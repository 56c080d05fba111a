//! End-to-end delivery manager behavior against scripted transports:
//! provider selection, one-hop failover, health exclusion, rate-limit
//! handling, bulk isolation and role switching.

use std::sync::atomic::{AtomicUsize, Ordering};
use std::sync::Arc;

use async_trait::async_trait;
use pn_common::{
    Address, BulkPayload, ChannelType, DeliveryEvent, DeliveryRequest, EventBus, PulseEvent,
    WebhookEvent,
};
use pn_delivery::{
    DeliveryError, DeliveryManager, Provider, ProviderTransport, TransportError, TransportReceipt,
};

/// Scripted outcome plan for a mock transport.
enum Plan {
    Always(bool),
    /// Outcomes consumed in order; succeeds once exhausted.
    Script(Vec<bool>),
    /// Outcomes repeated in a cycle.
    Cycle(Vec<bool>),
}

struct MockTransport {
    plan: Plan,
    calls: AtomicUsize,
}

impl MockTransport {
    fn succeeding() -> Arc<Self> {
        Arc::new(Self {
            plan: Plan::Always(true),
            calls: AtomicUsize::new(0),
        })
    }

    fn failing() -> Arc<Self> {
        Arc::new(Self {
            plan: Plan::Always(false),
            calls: AtomicUsize::new(0),
        })
    }

    fn scripted(outcomes: Vec<bool>) -> Arc<Self> {
        Arc::new(Self {
            plan: Plan::Script(outcomes),
            calls: AtomicUsize::new(0),
        })
    }

    fn cycling(pattern: Vec<bool>) -> Arc<Self> {
        Arc::new(Self {
            plan: Plan::Cycle(pattern),
            calls: AtomicUsize::new(0),
        })
    }

    fn calls(&self) -> usize {
        self.calls.load(Ordering::SeqCst)
    }
}

#[async_trait]
impl ProviderTransport for MockTransport {
    async fn send(
        &self,
        _address: &Address,
        _request: &DeliveryRequest,
    ) -> Result<TransportReceipt, TransportError> {
        let n = self.calls.fetch_add(1, Ordering::SeqCst);
        let ok = match &self.plan {
            Plan::Always(b) => *b,
            Plan::Script(v) => v.get(n).copied().unwrap_or(true),
            Plan::Cycle(v) => v[n % v.len()],
        };

        if ok {
            Ok(TransportReceipt {
                external_id: format!("mock-{}", n),
            })
        } else {
            Err(TransportError::Connection("simulated outage".to_string()))
        }
    }
}

fn email_request() -> DeliveryRequest {
    DeliveryRequest::new(
        Address::Email("patient@clinic.example".to_string()),
        "Your prescription is ready",
    )
}

fn manager_with(providers: Vec<Provider>) -> DeliveryManager {
    let manager = DeliveryManager::new(ChannelType::Email, EventBus::default());
    for provider in providers {
        manager.register(provider).unwrap();
    }
    manager
}

#[tokio::test]
async fn test_primary_preferred_when_healthy() {
    let primary = MockTransport::succeeding();
    let backup = MockTransport::succeeding();
    let manager = manager_with(vec![
        Provider::new("sendgrid", ChannelType::Email, 1, primary.clone()),
        Provider::new("ses", ChannelType::Email, 2, backup.clone()),
    ]);

    let (selected_primary, selected_backup) = manager.select_providers().unwrap();
    assert_eq!(selected_primary, "sendgrid");
    assert_eq!(selected_backup.as_deref(), Some("ses"));

    let result = manager.send(&email_request()).await.unwrap();
    assert!(result.success);
    assert_eq!(result.provider_id, "sendgrid");
    assert!(!result.fallback_used);
    assert_eq!(primary.calls(), 1);
    assert_eq!(backup.calls(), 0);
}

#[tokio::test]
async fn test_failover_single_hop_keeps_primary_healthy() {
    let primary = MockTransport::failing();
    let backup = MockTransport::succeeding();
    let manager = manager_with(vec![
        Provider::new("sendgrid", ChannelType::Email, 1, primary.clone()),
        Provider::new("ses", ChannelType::Email, 2, backup.clone()),
    ]);

    let result = manager.send(&email_request()).await.unwrap();
    assert!(result.success);
    assert_eq!(result.provider_id, "ses");
    assert!(result.fallback_used);

    // A single failure is transient: the primary stays in rotation.
    let health = manager.get_health();
    let primary_health = health.iter().find(|h| h.provider_id == "sendgrid").unwrap();
    assert!(primary_health.healthy);
    assert_eq!(primary_health.consecutive_failures, 1);
}

#[tokio::test]
async fn test_both_providers_fail() {
    let manager = manager_with(vec![
        Provider::new("sendgrid", ChannelType::Email, 1, MockTransport::failing()),
        Provider::new("ses", ChannelType::Email, 2, MockTransport::failing()),
    ]);

    let err = manager.send(&email_request()).await.unwrap_err();
    assert!(matches!(err, DeliveryError::DeliveryFailed(_)));
}

#[tokio::test]
async fn test_unhealthy_provider_excluded_from_selection() {
    let primary = MockTransport::failing();
    let backup = MockTransport::succeeding();
    let manager = manager_with(vec![
        Provider::new("sendgrid", ChannelType::Email, 1, primary.clone()),
        Provider::new("ses", ChannelType::Email, 2, backup.clone()),
    ]);

    // Three sends, three primary failures, each rescued by the backup.
    for _ in 0..3 {
        let result = manager.send(&email_request()).await.unwrap();
        assert!(result.fallback_used);
    }
    assert_eq!(primary.calls(), 3);

    let health = manager.get_health();
    let primary_health = health.iter().find(|h| h.provider_id == "sendgrid").unwrap();
    assert!(!primary_health.healthy);

    // The unhealthy primary no longer receives traffic.
    let (selected, fallback) = manager.select_providers().unwrap();
    assert_eq!(selected, "ses");
    assert_eq!(fallback, None);

    let result = manager.send(&email_request()).await.unwrap();
    assert_eq!(result.provider_id, "ses");
    assert!(!result.fallback_used);
    assert_eq!(primary.calls(), 3);
}

#[tokio::test]
async fn test_rate_limit_rejection_is_not_a_health_failure() {
    let transport = MockTransport::succeeding();
    let manager = manager_with(vec![Provider::new(
        "twilio",
        ChannelType::Email,
        1,
        transport.clone(),
    )
    .with_rate_limits(Some(1), None)]);

    let first = manager.send(&email_request()).await.unwrap();
    assert!(first.success);

    let err = manager.send(&email_request()).await.unwrap_err();
    assert!(matches!(err, DeliveryError::RateLimitExceeded(ref p) if p == "twilio"));

    // The provider was never attempted for the rejected send and its health
    // record is untouched.
    assert_eq!(transport.calls(), 1);
    let health = manager.get_health();
    let record = health.iter().find(|h| h.provider_id == "twilio").unwrap();
    assert!(record.healthy);
    assert_eq!(record.consecutive_failures, 0);
}

#[tokio::test]
async fn test_rate_limited_primary_falls_over_to_backup() {
    let primary = MockTransport::succeeding();
    let backup = MockTransport::succeeding();
    let manager = manager_with(vec![
        Provider::new("sendgrid", ChannelType::Email, 1, primary.clone())
            .with_rate_limits(Some(1), None),
        Provider::new("ses", ChannelType::Email, 2, backup.clone()),
    ]);

    let first = manager.send(&email_request()).await.unwrap();
    assert_eq!(first.provider_id, "sendgrid");

    let second = manager.send(&email_request()).await.unwrap();
    assert_eq!(second.provider_id, "ses");
    assert!(second.fallback_used);
}

#[tokio::test]
async fn test_no_providers_registered() {
    let manager = DeliveryManager::new(ChannelType::Email, EventBus::default());
    let err = manager.send(&email_request()).await.unwrap_err();
    assert!(matches!(
        err,
        DeliveryError::ProviderUnavailable(ChannelType::Email)
    ));
}

#[tokio::test]
async fn test_invalid_recipient_rejected_before_selection() {
    let transport = MockTransport::succeeding();
    let manager = manager_with(vec![Provider::new(
        "sendgrid",
        ChannelType::Email,
        1,
        transport.clone(),
    )]);

    let request = DeliveryRequest::new(Address::Email("not-an-email".to_string()), "body");
    let err = manager.send(&request).await.unwrap_err();
    assert!(matches!(err, DeliveryError::InvalidRecipient(_)));
    assert_eq!(transport.calls(), 0);
}

#[test]
fn test_registration_rejects_duplicates_and_channel_mismatch() {
    let manager = DeliveryManager::new(ChannelType::Email, EventBus::default());
    manager
        .register(Provider::new(
            "sendgrid",
            ChannelType::Email,
            1,
            MockTransport::succeeding(),
        ))
        .unwrap();

    let duplicate = manager.register(Provider::new(
        "sendgrid",
        ChannelType::Email,
        2,
        MockTransport::succeeding(),
    ));
    assert!(matches!(duplicate, Err(DeliveryError::DuplicateProvider(_))));

    let mismatch = manager.register(Provider::new(
        "twilio",
        ChannelType::Sms,
        1,
        MockTransport::succeeding(),
    ));
    assert!(matches!(mismatch, Err(DeliveryError::ChannelMismatch { .. })));
}

#[tokio::test]
async fn test_bulk_partial_failure_is_isolated() {
    // Second target fails on both attempts (no backup registered); the other
    // two deliver.
    let transport = MockTransport::scripted(vec![true, false, true]);
    let manager = manager_with(vec![Provider::new(
        "sendgrid",
        ChannelType::Email,
        1,
        transport.clone(),
    )
    .with_cost(2)]);

    let targets = vec![
        Address::Email("a@clinic.example".to_string()),
        Address::Email("b@clinic.example".to_string()),
        Address::Email("c@clinic.example".to_string()),
    ];
    let payload = BulkPayload::new("Clinic closed Monday");

    let report = manager.send_bulk(&targets, &payload).await;
    assert_eq!(report.total, 3);
    assert_eq!(report.delivered, 2);
    assert_eq!(report.failed, 1);
    assert_eq!(report.total_cost_cents, 4);

    assert!(report.outcomes[0].success);
    assert!(!report.outcomes[1].success);
    assert!(report.outcomes[1].error.is_some());
    assert!(report.outcomes[2].success);
}

#[tokio::test(start_paused = true)]
async fn test_bulk_batches_pause_between_batches() {
    let transport = MockTransport::succeeding();
    let manager = manager_with(vec![Provider::new(
        "sendgrid",
        ChannelType::Email,
        1,
        transport.clone(),
    )]);

    let targets: Vec<Address> = (0..120)
        .map(|i| Address::Email(format!("user{}@clinic.example", i)))
        .collect();
    let payload = BulkPayload::new("Maintenance window tonight");

    let started = tokio::time::Instant::now();
    let report = manager.send_bulk(&targets, &payload).await;

    assert_eq!(report.total, 120);
    assert_eq!(report.delivered, 120);
    assert_eq!(transport.calls(), 120);
    // 120 targets = 3 batches of 50, so two inter-batch pauses.
    assert_eq!(started.elapsed(), std::time::Duration::from_millis(400));
}

#[tokio::test]
async fn test_sustained_degradation_switches_primary() {
    // The primary fails two of every three sends but never crosses the
    // consecutive-failure threshold, so it stays healthy while the backup
    // quietly builds a perfect record through fallbacks.
    let flaky = MockTransport::cycling(vec![false, false, true]);
    let steady = MockTransport::succeeding();
    let bus = EventBus::default();
    let mut events = bus.subscribe();

    let manager = DeliveryManager::new(ChannelType::Email, bus);
    manager
        .register(Provider::new("sendgrid", ChannelType::Email, 1, flaky))
        .unwrap();
    manager
        .register(Provider::new("ses", ChannelType::Email, 2, steady))
        .unwrap();

    for _ in 0..30 {
        let result = manager.send(&email_request()).await.unwrap();
        assert!(result.success);
    }

    let mut switched = false;
    while let Ok(event) = events.try_recv() {
        if let PulseEvent::ProviderSwitch {
            from_provider,
            to_provider,
            ..
        } = event
        {
            assert_eq!(from_provider, "sendgrid");
            assert_eq!(to_provider, "ses");
            switched = true;
        }
    }
    assert!(switched, "expected a provider switch event");

    // After the switch the backup serves as primary.
    let (primary, _) = manager.select_providers().unwrap();
    assert_eq!(primary, "ses");
    let result = manager.send(&email_request()).await.unwrap();
    assert_eq!(result.provider_id, "ses");
    assert!(!result.fallback_used);
}

#[tokio::test]
async fn test_track_delivery_updates_stats_and_publishes() {
    let bus = EventBus::default();
    let mut events = bus.subscribe();
    let manager = DeliveryManager::new(ChannelType::Email, bus);
    manager
        .register(Provider::new(
            "sendgrid",
            ChannelType::Email,
            1,
            MockTransport::succeeding(),
        ))
        .unwrap();

    manager.track_delivery(WebhookEvent {
        provider_id: "sendgrid".to_string(),
        external_message_id: "ext-42".to_string(),
        event: DeliveryEvent::Delivered,
        timestamp: chrono::Utc::now(),
        recipient: Some("patient@clinic.example".to_string()),
    });

    let stats = manager.get_stats();
    let record = stats.iter().find(|s| s.provider_id == "sendgrid").unwrap();
    assert_eq!(record.delivered, 1);
    assert_eq!(manager.tracking_len(), 1);

    match events.recv().await.unwrap() {
        PulseEvent::DeliveryTracking {
            provider_id,
            external_message_id,
            event,
            ..
        } => {
            assert_eq!(provider_id, "sendgrid");
            assert_eq!(external_message_id, "ext-42");
            assert_eq!(event, DeliveryEvent::Delivered);
        }
        other => panic!("unexpected event: {:?}", other),
    }
}

#[tokio::test(start_paused = true)]
async fn test_tracking_records_expire_after_retention() {
    let manager = manager_with(vec![Provider::new(
        "sendgrid",
        ChannelType::Email,
        1,
        MockTransport::succeeding(),
    )]);

    manager.track_delivery(WebhookEvent {
        provider_id: "sendgrid".to_string(),
        external_message_id: "ext-old".to_string(),
        event: DeliveryEvent::Delivered,
        timestamp: chrono::Utc::now() - chrono::Duration::hours(25),
        recipient: None,
    });
    manager.track_delivery(WebhookEvent {
        provider_id: "sendgrid".to_string(),
        external_message_id: "ext-fresh".to_string(),
        event: DeliveryEvent::Delivered,
        timestamp: chrono::Utc::now(),
        recipient: None,
    });
    assert_eq!(manager.tracking_len(), 2);

    manager.start();
    // Past the first cleanup pass; only the record older than the
    // retention window goes.
    tokio::time::sleep(std::time::Duration::from_secs(601)).await;
    manager.shutdown();

    assert_eq!(manager.tracking_len(), 1);
}

#[tokio::test]
async fn test_cost_tracking_accumulates_per_provider() {
    let manager = manager_with(vec![Provider::new(
        "twilio",
        ChannelType::Email,
        1,
        MockTransport::succeeding(),
    )
    .with_cost(3)]);

    for _ in 0..4 {
        manager.send(&email_request()).await.unwrap();
    }

    let costs = manager.get_cost_tracking();
    let record = costs.iter().find(|c| c.provider_id == "twilio").unwrap();
    assert_eq!(record.messages_sent, 4);
    assert_eq!(record.total_cost_cents, 12);
}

* * *

Find the word "success" in the data and copy out each line where it turns up.

    assert!(result.success);
    assert!(result.success);
    assert!(first.success);
    assert!(report.outcomes[0].success);
    assert!(!report.outcomes[1].success);
    assert!(report.outcomes[2].success);
        assert!(result.success);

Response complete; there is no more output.